Exercise details:
Select the lines of the records containing the word "KeyValueStorage" and list them.

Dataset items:
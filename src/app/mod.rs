//! Application state
//!
//! [`IptvApp`] ties the loader, the catalog and the status board together:
//! it loads playlists (one user-initiated load at a time), merges their
//! channels into the catalog and reports progress as status text. Failures
//! never escape as panics; they end up on the status line and, for callers
//! that care, as an [`AppError`].

use futures::future::join_all;
use std::sync::Arc;
use std::sync::atomic::{AtomicBool, Ordering};
use tokio::sync::RwLock;
use tokio::sync::mpsc::UnboundedReceiver;
use tracing::{error, info, warn};

use crate::cache::ChannelCache;
use crate::catalog::ChannelCatalog;
use crate::config::Config;
use crate::errors::{AppError, AppResult};
use crate::models::Channel;
use crate::playback::{ControllerConfig, EngineFactory, MediaSurface, PlaybackController, SessionEvent};
use crate::sources::PlaylistLoader;
use crate::status::StatusBoard;
use crate::storage::{FileStorage, KeyValueStorage, MemoryStorage};
use crate::utils::http_client::{HttpFetcher, StandardHttpClient};
use crate::utils::url::UrlUtils;

/// Clears the load flag however the load ends
struct LoadGuard<'a>(&'a AtomicBool);

impl Drop for LoadGuard<'_> {
    fn drop(&mut self) {
        self.0.store(false, Ordering::Release);
    }
}

pub struct IptvApp {
    config: Config,
    fetcher: Arc<dyn HttpFetcher>,
    loader: PlaylistLoader,
    catalog: Arc<RwLock<ChannelCatalog>>,
    loading: AtomicBool,
    status: StatusBoard,
}

impl IptvApp {
    /// Assemble the application around explicit collaborators
    pub fn new(config: Config, fetcher: Arc<dyn HttpFetcher>, storage: Arc<dyn KeyValueStorage>) -> Self {
        let cache = Arc::new(ChannelCache::new(storage, &config.cache));
        let loader = PlaylistLoader::new(fetcher.clone(), cache);
        let catalog = ChannelCatalog::new(config.ui.use_main_category_only);

        Self {
            config,
            fetcher,
            loader,
            catalog: Arc::new(RwLock::new(catalog)),
            loading: AtomicBool::new(false),
            status: StatusBoard::new(),
        }
    }

    /// Build the application with the HTTP client and file-backed cache
    pub async fn from_config(config: Config) -> AppResult<Self> {
        let fetcher: Arc<dyn HttpFetcher> = Arc::new(StandardHttpClient::new(&config.connection)?);

        let storage: Arc<dyn KeyValueStorage> = if config.cache.enabled {
            let storage = FileStorage::open(&config.cache.directory, config.cache.capacity_bytes).await?;
            info!("Playlist cache stored at {}", storage.path().display());
            Arc::new(storage)
        } else {
            Arc::new(MemoryStorage::new(config.cache.capacity_bytes))
        };

        Ok(Self::new(config, fetcher, storage))
    }

    pub fn config(&self) -> &Config {
        &self.config
    }

    pub fn status(&self) -> &StatusBoard {
        &self.status
    }

    pub fn catalog(&self) -> &Arc<RwLock<ChannelCatalog>> {
        &self.catalog
    }

    pub fn cache(&self) -> &Arc<ChannelCache> {
        self.loader.cache()
    }

    pub fn is_loading(&self) -> bool {
        self.loading.load(Ordering::Acquire)
    }

    /// Filtered, name-ordered snapshot using the catalog's category filters
    pub async fn visible_channels(&self, query: &str) -> Vec<Channel> {
        self.catalog
            .read()
            .await
            .visible_channels(query)
            .into_iter()
            .cloned()
            .collect()
    }

    /// Load the configured default playlists concurrently, then sweep the cache
    ///
    /// Defaults bypass the single-load gate; each merges into the catalog as
    /// soon as it completes. Individual failures only affect the status line.
    pub async fn init(&self) {
        self.status.update("Loading default playlists...");

        let loads = self
            .config
            .default_playlists
            .iter()
            .map(|url| self.load_into_catalog(url));
        let results = join_all(loads).await;

        let failed = results.iter().filter(|result| result.is_err()).count();
        if failed > 0 {
            warn!("{} of {} default playlists failed to load", failed, results.len());
        }

        self.status.update("Ready to play channels");
        self.cache().cleanup().await;
    }

    /// Trim user input and load it as a playlist
    pub async fn add_playlist(&self, input: &str) -> AppResult<usize> {
        let url = input.trim();
        if url.is_empty() {
            self.status.update("Please enter a valid URL");
            return Err(AppError::validation("Please enter a valid URL"));
        }
        self.load_playlist(url).await
    }

    /// Load one playlist, rejecting the request if another load is in flight
    pub async fn load_playlist(&self, url: &str) -> AppResult<usize> {
        if self
            .loading
            .compare_exchange(false, true, Ordering::AcqRel, Ordering::Acquire)
            .is_err()
        {
            self.status.update("Already loading a playlist, please wait...");
            return Err(AppError::operation_in_progress(
                "playlist load",
                UrlUtils::obfuscate_credentials(url),
            ));
        }
        let _guard = LoadGuard(&self.loading);

        self.load_into_catalog(url).await
    }

    /// HEAD the stream URL; any transport failure counts as unreachable
    pub async fn check_stream(&self, url: &str) -> bool {
        match self.fetcher.head(url).await {
            Ok(status) if (200..300).contains(&status) => true,
            Ok(status) => {
                warn!(
                    "Channel URL validation failed for {}: HTTP {}",
                    UrlUtils::obfuscate_credentials(url),
                    status
                );
                false
            }
            Err(e) => {
                warn!(
                    "Channel URL validation failed for {}: {}",
                    UrlUtils::obfuscate_credentials(url),
                    e
                );
                false
            }
        }
    }

    /// Create a playback controller reporting to this application's status board
    pub fn playback_controller(
        &self,
        engines: Arc<dyn EngineFactory>,
        surface: Box<dyn MediaSurface>,
    ) -> (PlaybackController, UnboundedReceiver<SessionEvent>) {
        PlaybackController::new(
            ControllerConfig::from_player(&self.config.player),
            engines,
            surface,
            self.status.clone(),
        )
    }

    async fn load_into_catalog(&self, url: &str) -> AppResult<usize> {
        let display_url = UrlUtils::obfuscate_credentials(url);
        self.status
            .update(format!("Loading playlist from {display_url}..."));

        match self.fetch_channels(url).await {
            Ok(mut channels) => {
                let limit = self.config.cache.max_playlist_size;
                if limit > 0 && channels.len() > limit {
                    self.status
                        .update(format!("Warning: Playlist truncated to {limit} channels"));
                    channels.truncate(limit);
                }

                let count = channels.len();
                let total = {
                    let mut catalog = self.catalog.write().await;
                    catalog.add_channels(channels);
                    catalog.len()
                };
                self.status.set_total_channels(total);
                self.status.record_loaded_playlist();
                self.status
                    .update(format!("Loaded {count} channels from {display_url}"));
                info!("Catalog now holds {} channels", total);
                Ok(count)
            }
            Err(e) => {
                error!("Playlist loading error for {}: {}", display_url, e);
                self.status.update(format!("Error: {}", e.status_message()));
                Err(e)
            }
        }
    }

    async fn fetch_channels(&self, url: &str) -> AppResult<Vec<Channel>> {
        let channels = self.loader.load(url).await?;
        if channels.is_empty() {
            return Err(AppError::empty_playlist(UrlUtils::obfuscate_credentials(url)));
        }
        Ok(channels)
    }
}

Solution below:
use crate::storage::{FileStorage, KeyValueStorage, MemoryStorage};
    pub fn new(config: Config, fetcher: Arc<dyn HttpFetcher>, storage: Arc<dyn KeyValueStorage>) -> Self {
        let storage: Arc<dyn KeyValueStorage> = if config.cache.enabled {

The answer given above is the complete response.